(1889-1951)

Fernando Pessoa foi ocasionalmente comparado ao filósofo inglês de origem austríaca Ludwig Wittgenstein. Com grande probabilidade nenhum deles ouviu alguma vez falar do outro e muito menos leu o outro.  Fora de um sentido estrito e de algumas coincidências gerais, as comparações devem-se mais à tentativa de descrever um escritor com uma carreira invulgar através de descrições de um filósofo com uma carreira invulgar.

 

Três ordens de razões parecem ter ajudado à comparação. A primeira, difusa e geral, é o facto de quer Fernando Pessoa quer Wittgenstein serem essencialmente escritores póstumos.  Como Fernando Pessoa, Wittgenstein deixou a maior parte da sua obra inédita, embora, ao contrário de Fernando Pessoa, o único livro que publicou em vida (conhecido como Tractatus Logico-Philosophicus) tenha sido publicado relativamente cedo.  Como Fernando Pessoa, nem toda a sua obra foi ainda publicada.    E como Fernando Pessoa existem projectos rivais para o estabelecimento de edições críticas.   A segunda ordem de razões é o facto de uma parte da obra de Wittgenstein ser de natureza fragmentária e epigramática e, nalguns casos, utilizar processos e exemplos próximos dos de narrativas ficcionais, que recorrem sob forma de variações (veja-se a colecção de fragmentos tardios Über Gewissheit, bem como o papel de muitos exemplos famosos, nem todos aliás originalmente seus, que ocorrem na obra), ou ainda o modo essencialmente dramático e disputacional de Philosophische Untersuchungen, onde frequentemente se apresentam interlocutores que exprimem teses opostas sem que seja sempre claro quais destas correspondem à opinião de Wittgenstein. Esta segunda ordem de razões pode ajudar a caracterizar Livro do desassossego e variada prosa crítica de alguns heterónimos, mas não as odes de Álvaro de Campos (e menos ainda as de Ricardo Reis).

 

Uma terceira ordem de razões provém da suspeita de intuições filosóficas e argumentos filosóficos comuns aos dois escritores. Esta suspeita é todavia usada apenas num único sentido, isto é, para insinuar que Fernando Pessoa tinha ideias wittgensteinianas ou proto- wittgensteinianas, mas não para insinuar que Wittgenstein tivesse ideias pessoanas ou para-pessoanas.
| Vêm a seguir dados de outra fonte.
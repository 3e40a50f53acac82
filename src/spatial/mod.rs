//! Derived spatial relationships
//!
//! CONTAINED_IN (Pipe→ProvisionalSpace) and INTERSECTS (Pipe→Wall) are derived
//! from bounding boxes and recomputed after every geometry change, on both
//! sides of the pair. [`SpatialIndex`] keeps the session-local view of
//! participant boxes and of the derived edges already written.

use crate::building::{BoundingBox, EntityKind};
use crate::cypher::RelType;
use std::collections::{HashMap, HashSet};

/// Identity of a spatial participant
#[derive(Debug, Clone, PartialEq, Eq, Hash, PartialOrd, Ord)]
pub struct SpatialKey {
    pub kind: EntityKind,
    pub uid: String,
}

impl SpatialKey {
    pub fn new(kind: EntityKind, uid: impl Into<String>) -> Self {
        Self {
            kind,
            uid: uid.into(),
        }
    }
}

#[derive(Debug, Clone, Copy, PartialEq, Eq)]
pub enum EdgeAction {
    Add,
    Remove,
}

/// A derived edge to create or delete
#[derive(Debug, Clone, PartialEq, Eq)]
pub struct EdgeChange {
    pub rel: RelType,
    pub from: SpatialKey,
    pub to: SpatialKey,
    pub action: EdgeAction,
}

/// A potential partner of the subject, with its current edge state
#[derive(Debug, Clone)]
pub struct Candidate {
    pub key: SpatialKey,
    pub bbox: BoundingBox,
    pub has_edge: bool,
}

#[derive(Debug, Clone, Default, PartialEq)]
pub struct SpatialDiff {
    pub add: Vec<SpatialKey>,
    pub remove: Vec<SpatialKey>,
}

impl SpatialDiff {
    pub fn is_empty(&self) -> bool {
        self.add.is_empty() && self.remove.is_empty()
    }
}

/// Stateless overlap diffing
pub struct SpatialUpdater;

impl SpatialUpdater {
    /// Edges to add (overlap, no edge yet) and remove (edge, no longer overlapping)
    pub fn recompute(subject: &BoundingBox, candidates: &[Candidate]) -> SpatialDiff {
        let mut diff = SpatialDiff::default();
        for c in candidates {
            let overlaps = subject.intersects(&c.bbox);
            if overlaps && !c.has_edge {
                diff.add.push(c.key.clone());
            } else if !overlaps && c.has_edge {
                diff.remove.push(c.key.clone());
            }
        }
        diff
    }
}

/// (partner kind, relationship, subject is the edge source)
fn rules(kind: EntityKind) -> &'static [(EntityKind, RelType, bool)] {
    match kind {
        EntityKind::Pipe => &[
            (EntityKind::ProvisionalSpace, RelType::ContainedIn, true),
            (EntityKind::Wall, RelType::Intersects, true),
        ],
        EntityKind::ProvisionalSpace => &[(EntityKind::Pipe, RelType::ContainedIn, false)],
        EntityKind::Wall => &[(EntityKind::Pipe, RelType::Intersects, false)],
        _ => &[],
    }
}

type EdgeKey = (RelType, SpatialKey, SpatialKey);

/// Session-local mirror of spatial participants and derived edges
#[derive(Debug, Default)]
pub struct SpatialIndex {
    boxes: HashMap<SpatialKey, BoundingBox>,
    edges: HashSet<EdgeKey>,
}

impl SpatialIndex {
    pub fn new() -> Self {
        Self::default()
    }

    /// Record the subject's new box and return the edge changes it implies
    pub fn update(&mut self, kind: EntityKind, uid: &str, bbox: BoundingBox) -> Vec<EdgeChange> {
        if !kind.is_spatial() {
            return Vec::new();
        }
        let subject = SpatialKey::new(kind, uid);
        self.boxes.insert(subject.clone(), bbox);

        let mut changes = Vec::new();
        for &(partner_kind, rel, subject_is_from) in rules(kind) {
            let orient = |partner: &SpatialKey| -> (SpatialKey, SpatialKey) {
                if subject_is_from {
                    (subject.clone(), partner.clone())
                } else {
                    (partner.clone(), subject.clone())
                }
            };

            let mut candidates: Vec<Candidate> = self
                .boxes
                .iter()
                .filter(|(k, _)| k.kind == partner_kind)
                .map(|(k, b)| {
                    let (from, to) = orient(k);
                    Candidate {
                        key: k.clone(),
                        bbox: *b,
                        has_edge: self.edges.contains(&(rel, from, to)),
                    }
                })
                .collect();
            candidates.sort_by(|a, b| a.key.cmp(&b.key));

            let diff = SpatialUpdater::recompute(&bbox, &candidates);
            for (partners, action) in [(diff.add, EdgeAction::Add), (diff.remove, EdgeAction::Remove)] {
                for partner in partners {
                    let (from, to) = orient(&partner);
                    let key = (rel, from.clone(), to.clone());
                    match action {
                        EdgeAction::Add => self.edges.insert(key),
                        EdgeAction::Remove => self.edges.remove(&key),
                    };
                    changes.push(EdgeChange {
                        rel,
                        from,
                        to,
                        action,
                    });
                }
            }
        }
        changes
    }

    /// Drop a participant and every derived edge touching it
    pub fn remove(&mut self, kind: EntityKind, uid: &str) {
        let key = SpatialKey::new(kind, uid);
        self.boxes.remove(&key);
        self.edges.retain(|(_, from, to)| *from != key && *to != key);
    }

    pub fn has_edge(&self, rel: RelType, from: &SpatialKey, to: &SpatialKey) -> bool {
        self.edges.contains(&(rel, from.clone(), to.clone()))
    }

    pub fn edge_count(&self) -> usize {
        self.edges.len()
    }

    pub fn len(&self) -> usize {
        self.boxes.len()
    }

    pub fn is_empty(&self) -> bool {
        self.boxes.is_empty()
    }
}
Sugere assim, para usar um termo caro a Fernando Pessoa, uma forma particular de provincianismo que reclama os benefícios do comércio externo como forma de justificação intelectual.

 

Não existe uma bibliografia extensa devotada ao tópico, embora haja várias alusões ocasionais, sobretudo ao Livro do Desassossego e à poesia de Alberto Caeiro.    Referindo-se ao primeiro, o crítico George Steiner gabou-lhe o “registo tantas vezes estranhamente parecido com o de Wittgenstein”, mas não desenvolveu a alusão. Angel Crespo argumentou que o Livro do Desassossego tende para uma “linguagem privada”, mas, apesar da referência explícita a Wittgenstein, parece querer apenas dizer que certos passos da obra são difíceis de perceber. Iris Hermann defendeu que existe uma analogia entre a vagueza do conceito wittgensteiniano de ‘dor’ (em Philosophische Untersuchungen) e o “sensualismo declarado” do Livro do Desassossego, caracterizável por uma “incerteza sensorial,” mas a tese sobrepõe um conhecido argumento de Wittgenstein a favor de definições vagas às definições vagas do Livro do Desassossego.

 

As referências a Wittgenstein e à poesia de Caeiro são igualmente gerais. Richard Zenith entende esta poesia como “um discurso filosófico contínuo,” a propósito do qual fala de “Lucrécio actualizado, e aperitivo de Wittgenstein.” John Gray, numa recensão à edição em inglês que Zenith fez do Livro do Desassossego, fala de “crítica poética da linguagem e da metafísica” a propósito de “O guardador de rebanhos,” que considera “tão subtil e poderosa como as de Wittgenstein.” A alusão parece ser aqui à ideia de “crítica da linguagem”, um rótulo que Wittgenstein retomou no princípio da sua carreira filosófica ao crítico teatral austríaco Fritz Mauthner. Quanto ao termo ‘metafísica’, é reconhecidamente proeminente no poema V de “O guardador de rebanhos,”  onde o seu uso deflaccionado (que aliás é partilhado por Campos em “Tabacaria”) é contemporâneo de muitos outros usos semelhantes por filósofos, economistas, cientistas e activistas políticos, nomeadamente Rudolf Carnap nos seus escritos polémicos de 1930-1 contra Martin Heidegger (que aliás também usou o termo de modo deflaccionante). A paternidade de tais usos remonta talvez a Kant. O adjectivo “metafísico” (mas não o nome ‘metafísica’) ocorre três vezes nas secções finais do Tractatus, nomeadamente em 6.53, em que Wittgenstein sugere que “quando alguém quisesse dizer algo de metafísico” se lhe deveria mostrar “que nas suas proposições existem sinais aos quais não foram dados uma denotação.” Numa nota que excluiu do manuscrito final das suas observações sobre The Golden Bough, em 1931, Wittgenstein compara a metafísica “a uma espécie de magia.” A ambos os casos subjaz a ideia, muito comum no chamado Círculo de Viena, de que as proposições metafísicas são proposições destituídas de sentido e não proposições que expressem pensamentos, falsos ou verdadeiros. No poema V de “O guardador de rebanhos” Caeiro, referindo-se a exemplos de tais proposições declara que “Tudo isto é falso, tudo isto não quer dizer nada.”   Tal bastaria para o colocar nos antípodas de Wittgenstein.  Felizmente não é preciso, como também não parece necessário imaginar Fernando Pessoa a fazer declarações filosóficas para se lhe acrescentar dignidade intelectual.